__ASSIGNMENT__: Look through the records below for the line with "match self.load(conn, id)" and the line with "pub fn find_all(&self, conn: &Connection)", then return those lines and all lines between, exactly.

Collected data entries

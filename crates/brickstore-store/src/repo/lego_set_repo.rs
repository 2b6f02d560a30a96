//! Repository for the LegoSet aggregate
//!
//! The aggregate is written and removed as a unit: root row, manual row and
//! model rows change together inside one transaction. Lifecycle events are
//! published around each write and after each load.

#![allow(clippy::result_large_err)]

use std::collections::BTreeMap;
use std::sync::Arc;
use std::time::Instant;

use brickstore_core::config::AggregateConfiguration;
use brickstore_core::convert::CustomConversions;
use brickstore_core::errors::BrickstoreError;
use brickstore_core::events::{EventPublisher, RelationalEvent};
use brickstore_core::{log_op_end, log_op_error, log_op_start};
use brickstore_core::{LegoSet, Manual, Model};
use rusqlite::types::Value;
use rusqlite::{Connection, OptionalExtension, Transaction};

use crate::clob::SqliteClob;
use crate::errors::{from_rusqlite, unassigned_id, Result};
use crate::repo::sql::{AggregateNames, LegoSetStatements, ModelValue};

fn elapsed_ms(start: Instant) -> u64 {
    start.elapsed().as_millis() as u64
}

/// Persists [`LegoSet`] aggregates with names from the configured strategy
#[derive(Debug, Clone)]
pub struct LegoSetRepository {
    statements: LegoSetStatements,
    conversions: Arc<CustomConversions>,
    events: Arc<EventPublisher>,
}

impl LegoSetRepository {
    pub fn new(config: &AggregateConfiguration) -> Self {
        let naming = config.naming_strategy();
        Self {
            statements: LegoSetStatements::new(naming.as_ref()),
            conversions: config.conversions(),
            events: config.event_publisher(),
        }
    }

    /// Physical names this repository writes to
    pub fn names(&self) -> &AggregateNames {
        &self.statements.names
    }

    /// Save the whole aggregate and return its id
    ///
    /// Listeners see the set before anything is written; the id-setting
    /// listener assigns the id there. Existing manual and model rows are
    /// replaced by the current contents.
    pub fn save(&self, conn: &mut Connection, lego_set: &mut LegoSet) -> Result<i32> {
        let start = Instant::now();
        log_op_start!("save_lego_set", set_name = %lego_set.name);

        match self.save_inner(conn, lego_set) {
            Ok(id) => {
                log_op_end!(
                    "save_lego_set",
                    duration_ms = elapsed_ms(start),
                    lego_set_id = id
                );
                Ok(id)
            }
            Err(e) => {
                log_op_error!("save_lego_set", e.clone(), duration_ms = elapsed_ms(start));
                Err(e)
            }
        }
    }

    fn save_inner(&self, conn: &mut Connection, lego_set: &mut LegoSet) -> Result<i32> {
        self.events
            .publish(&mut RelationalEvent::BeforeSave {
                entity: &mut *lego_set,
            });

        if lego_set.id == 0 {
            return Err(unassigned_id(&self.statements.names.set_table));
        }

        let tx = conn.transaction().map_err(from_rusqlite)?;
        self.write_aggregate(&tx, lego_set)?;
        tx.commit().map_err(from_rusqlite)?;

        self.events
            .publish(&mut RelationalEvent::AfterSave { entity: &*lego_set });

        Ok(lego_set.id)
    }

    fn write_aggregate(&self, tx: &Transaction, lego_set: &LegoSet) -> Result<()> {
        let s = &self.statements;
        let id = lego_set.id;

        tx.execute(
            &s.upsert_set,
            rusqlite::params![
                id,
                lego_set.name,
                lego_set.minimum_age,
                lego_set.maximum_age
            ],
        )
        .map_err(from_rusqlite)?;

        tx.execute(&s.delete_manual, [id]).map_err(from_rusqlite)?;
        if let Some(manual) = &lego_set.manual {
            tx.execute(
                &s.insert_manual,
                rusqlite::params![manual.id, manual.author, manual.text],
            )
            .map_err(from_rusqlite)?;
        }

        tx.execute(&s.delete_models, [id]).map_err(from_rusqlite)?;
        let mut insert_model = tx.prepare(&s.insert_model).map_err(from_rusqlite)?;
        for (key, model) in &lego_set.models {
            let values = s.model_values.iter().map(|value| match value {
                ModelValue::SetId => Value::Integer(i64::from(id)),
                ModelValue::Key => Value::Text(key.clone()),
                ModelValue::Name => Value::Text(model.name.clone()),
                ModelValue::Description => Value::Text(model.description.clone()),
            });
            insert_model
                .execute(rusqlite::params_from_iter(values))
                .map_err(from_rusqlite)?;
        }

        Ok(())
    }

    /// Load one aggregate, or `None` if no root row has this id
    pub fn find_by_id(&self, conn: &Connection, id: i32) -> Result<Option<LegoSet>> {
        let start = Instant::now();
        log_op_start!("find_lego_set", lego_set_id = id);

        match self.load(conn, id) {
            Ok(found) => {
                log_op_end!(
                    "find_lego_set",
                    duration_ms = elapsed_ms(start),
                    found = found.is_some()
                );
                Ok(found)
            }
            Err(e) => {
                log_op_error!("find_lego_set", e.clone(), duration_ms = elapsed_ms(start));
                Err(e)
            }
        }
    }

    /// Like [`Self::find_by_id`], but a missing set is a `NotFound` error
    pub fn get(&self, conn: &Connection, id: i32) -> Result<LegoSet> {
        self.find_by_id(conn, id)?
            .ok_or_else(|| BrickstoreError::LegoSetNotFound { id }.into())
    }

    /// Every stored aggregate, ordered by id
    pub fn find_all(&self, conn: &Connection) -> Result<Vec<LegoSet>> {
        let ids: Vec<i32> = {
            let mut stmt = conn
                .prepare(&self.statements.select_set_ids)
                .map_err(from_rusqlite)?;
            let rows = stmt
                .query_map([], |row| row.get(0))
                .map_err(from_rusqlite)?;
            rows.collect::<std::result::Result<Vec<_>, _>>()
                .map_err(from_rusqlite)?
        };

        let mut sets = Vec::with_capacity(ids.len());
        for id in ids {
            if let Some(set) = self.load(conn, id)? {
                sets.push(set);
            }
        }
        Ok(sets)
    }

    pub fn count(&self, conn: &Connection) -> Result<u64> {
        let count: i64 = conn
            .query_row(&self.statements.count_sets, [], |row| row.get(0))
            .map_err(from_rusqlite)?;
        Ok(count.max(0) as u64)
    }

    /// Highest stored id, 0 for an empty table
    pub fn max_id(&self, conn: &Connection) -> Result<i32> {
        conn.query_row(&self.statements.max_set_id, [], |row| row.get(0))
            .map_err(from_rusqlite)
    }

    /// Remove the aggregate; returns whether a root row existed
    pub fn delete_by_id(&self, conn: &mut Connection, id: i32) -> Result<bool> {
        let start = Instant::now();
        log_op_start!("delete_lego_set", lego_set_id = id);

        match self.delete_inner(conn, id) {
            Ok(deleted) => {
                log_op_end!(
                    "delete_lego_set",
                    duration_ms = elapsed_ms(start),
                    deleted = deleted
                );
                Ok(deleted)
            }
            Err(e) => {
                log_op_error!("delete_lego_set", e.clone(), duration_ms = elapsed_ms(start));
                Err(e)
            }
        }
    }

    fn delete_inner(&self, conn: &mut Connection, id: i32) -> Result<bool> {
        let s = &self.statements;
        let table = s.names.set_table.as_str();

        self.events.publish(&mut RelationalEvent::BeforeDelete {
            table,
            id: i64::from(id),
        });

        let tx = conn.transaction().map_err(from_rusqlite)?;
        tx.execute(&s.delete_models, [id]).map_err(from_rusqlite)?;
        tx.execute(&s.delete_manual, [id]).map_err(from_rusqlite)?;
        let removed = tx.execute(&s.delete_set, [id]).map_err(from_rusqlite)?;
        tx.commit().map_err(from_rusqlite)?;

        if removed > 0 {
            self.events.publish(&mut RelationalEvent::AfterDelete {
                table,
                id: i64::from(id),
            });
        }

        Ok(removed > 0)
    }

    fn load(&self, conn: &Connection, id: i32) -> Result<Option<LegoSet>> {
        let s = &self.statements;

        let root = conn
            .query_row(&s.select_set, [id], |row| {
                Ok(LegoSet {
                    id: row.get(0)?,
                    name: row.get(1)?,
                    minimum_age: row.get(2)?,
                    maximum_age: row.get(3)?,
                    manual: None,
                    models: BTreeMap::new(),
                })
            })
            .optional()
            .map_err(from_rusqlite)?;

        let Some(mut lego_set) = root else {
            return Ok(None);
        };

        lego_set.manual = self.load_manual(conn, id)?;
        lego_set.models = self.load_models(conn, id)?;

        self.events
            .publish(&mut RelationalEvent::AfterLoad { entity: &lego_set });

        Ok(Some(lego_set))
    }

    fn load_manual(&self, conn: &Connection, id: i32) -> Result<Option<Manual>> {
        let s = &self.statements;

        let row: Option<(i64, i64, String)> = conn
            .query_row(&s.select_manual, [id], |row| {
                Ok((row.get(0)?, row.get(1)?, row.get(2)?))
            })
            .optional()
            .map_err(from_rusqlite)?;

        let Some((rowid, manual_id, author)) = row else {
            return Ok(None);
        };

        let text = self.read_clob(conn, &s.names.manual_table, &s.names.manual_text, rowid)?;

        Ok(Some(Manual {
            id: manual_id,
            author,
            text,
        }))
    }

    fn load_models(&self, conn: &Connection, id: i32) -> Result<BTreeMap<String, Model>> {
        let s = &self.statements;

        let rows: Vec<(i64, String, String)> = {
            let mut stmt = conn.prepare(&s.select_models).map_err(from_rusqlite)?;
            let mapped = stmt
                .query_map([id], |row| Ok((row.get(0)?, row.get(1)?, row.get(2)?)))
                .map_err(from_rusqlite)?;
            mapped
                .collect::<std::result::Result<Vec<_>, _>>()
                .map_err(from_rusqlite)?
        };

        let mut models = BTreeMap::new();
        for (rowid, key, name) in rows {
            let description = self.read_clob(
                conn,
                &s.names.model_table,
                &s.names.model_description,
                rowid,
            )?;
            models.insert(key, Model { name, description });
        }
        Ok(models)
    }

    fn read_clob(&self, conn: &Connection, table: &str, column: &str, rowid: i64) -> Result<String> {
        let clob = SqliteClob::new(conn, table, column, rowid);
        self.conversions
            .read_clob(&format!("{}.{}", table, column), &clob)
    }
}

__ANSWER SPACE__:
        match self.load(conn, id) {
            Ok(found) => {
                log_op_end!(
                    "find_lego_set",
                    duration_ms = elapsed_ms(start),
                    found = found.is_some()
                );
                Ok(found)
            }
            Err(e) => {
                log_op_error!("find_lego_set", e.clone(), duration_ms = elapsed_ms(start));
                Err(e)
            }
        }
    }

    /// Like [`Self::find_by_id`], but a missing set is a `NotFound` error
    pub fn get(&self, conn: &Connection, id: i32) -> Result<LegoSet> {
        self.find_by_id(conn, id)?
            .ok_or_else(|| BrickstoreError::LegoSetNotFound { id }.into())
    }

    /// Every stored aggregate, ordered by id
    pub fn find_all(&self, conn: &Connection) -> Result<Vec<LegoSet>> {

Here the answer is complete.